Glaucous pushed to his feet with a whistling sigh. He rubbed his nose vigorously. “A dray horse most of my days.”

“I remember you more as a bull terrier, sent down rat holes,” Bidewell said.

“Do you still offer a workman’s reward for a workman’s labor? I remember you were fond of drink.”

Bidewell turned to see that all the ladies had gathered and arranged themselves around Ginny, who stood trembling in their midst.

Jack found it difficult to restrain himself. “Where’s your fat partner?” he asked again. Glaucous smiled obsequiously. “I will miss her.”

Bidewell startled them by clapping his hands. “Enough. The outside will soon become more demanding,”

he said. “We have no choice but to place our strongest defenses where they will do the most good.”

Glaucous tipped open a box flap and fingered the corner of a book. “I do like a good read.”

Bidewell flared, “Caution, Mr. Glaucous. These are not mere children. Tease at your peril.” He motioned to the stacks. “We must move boxes and crates to the outer walls.”

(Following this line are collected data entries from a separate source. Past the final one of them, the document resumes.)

use std::fmt::Write;

use serde::{Deserialize, Serialize};

/// Reply phrases treated as offering a diagnosis.
///
/// This is a lexical heuristic, not a judgement about medical content.
pub const DIAGNOSIS_CUES: [&str; 5] = [
    "diagnosis",
    "you may have",
    "it appears",
    "likely cause",
    "seems like",
];

/// Returns `true` if `reply` contains any of [`DIAGNOSIS_CUES`], ignoring
/// case.
pub fn mentions_diagnosis(reply: &str) -> bool {
    let reply = reply.to_lowercase();
    DIAGNOSIS_CUES.iter().any(|cue| reply.contains(cue))
}

/// One patient message and the doctor reply to it, if any.
#[derive(Debug, Clone, Default, PartialEq, Eq, Serialize, Deserialize)]
pub struct Turn {
    #[serde(default)]
    pub patient: String,
    #[serde(default, skip_serializing_if = "Option::is_none")]
    pub doctor: Option<String>,
}

impl Turn {
    pub fn new(patient: impl Into<String>) -> Self {
        Self {
            patient: patient.into(),
            doctor: None,
        }
    }
}

/// The turn log of one conversation and its diagnosis latch.
///
/// The latch starts unset and, once set, stays set for the lifetime of the
/// session.
#[derive(Debug, Clone, Default, PartialEq, Eq)]
pub struct Session {
    turns: Vec<Turn>,
    diagnosis_suggested: bool,
}

impl Session {
    pub fn new() -> Self {
        Self::default()
    }

    /// Rebuilds a session from turns supplied by a caller.
    ///
    /// The latch is replayed over the doctor replies already in `turns`.
    pub fn from_history(turns: Vec<Turn>) -> Self {
        let diagnosis_suggested = turns
            .iter()
            .filter_map(|t| t.doctor.as_deref())
            .any(mentions_diagnosis);
        Self {
            turns,
            diagnosis_suggested,
        }
    }

    /// Appends a turn for `message` that has no reply yet.
    pub fn begin_turn(&mut self, message: &str) {
        self.turns.push(Turn::new(message));
    }

    /// Drops the last turn if it is still waiting for a reply.
    pub(crate) fn abandon_turn(&mut self) {
        if self.turns.last().is_some_and(|t| t.doctor.is_none()) {
            self.turns.pop();
        }
    }

    /// Attaches `reply` to the pending turn and updates the diagnosis latch.
    ///
    /// Returns `true` only when this reply is the first one in the session
    /// to suggest a diagnosis.
    pub fn attach_reply(&mut self, reply: &str) -> bool {
        match self.turns.last_mut() {
            Some(turn) if turn.doctor.is_none() => turn.doctor = Some(reply.to_string()),
            _ => self.turns.push(Turn {
                patient: String::new(),
                doctor: Some(reply.to_string()),
            }),
        }

        if self.diagnosis_suggested || !mentions_diagnosis(reply) {
            return false;
        }
        self.diagnosis_suggested = true;
        true
    }

    pub fn turns(&self) -> &[Turn] {
        &self.turns
    }

    /// The `limit` most recent turns, or all turns when `limit` is `0`.
    pub fn recent_turns(&self, limit: usize) -> &[Turn] {
        if limit == 0 || self.turns.len() <= limit {
            &self.turns
        } else {
            &self.turns[self.turns.len() - limit..]
        }
    }

    pub fn diagnosis_suggested(&self) -> bool {
        self.diagnosis_suggested
    }

    /// Renders the whole conversation for display.
    pub fn transcript(&self, patient_label: &str, doctor_label: &str) -> String {
        let mut out = String::new();
        for turn in &self.turns {
            let _ = writeln!(out, "{patient_label}: {}", turn.patient);
            if let Some(doctor) = &turn.doctor {
                let _ = writeln!(out, "{doctor_label}: {doctor}");
                out.push('\n');
            }
        }
        out
    }
}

“Your servant, sir,” Glaucous said, and inclined his head.

Jack approached Bidewell as the others headed off through the stacks. Daniel tossed him an enigmatic, measuring glance. Ginny was quickly hustled away by the book club ladies and did not object; they were off to form their own work detail, Ellen explained.

“I don’t like any of this,” Jack said to Bidewell when they were alone.

“Have you noticed, we are not the ones making the arrangements?” Bidewell asked. The cacophony outside—like boulders grinding in a giant mixer—had grown louder. Every few hours, following a sharp crackling and slam like falling masonry, deep bell tones would ring, vibrating curtains of dust from the rafters.

Bidewell walked along the aisles, through the warehouse, saw that his people were sleeping—fitfully. He listened to the low voices of Glaucous and Iremonk in the storage room where they had pitched their cots, set apart for now, and with good reason. Jack could hardly stand the sight of, either. Bidewell mostly held back his own opinions.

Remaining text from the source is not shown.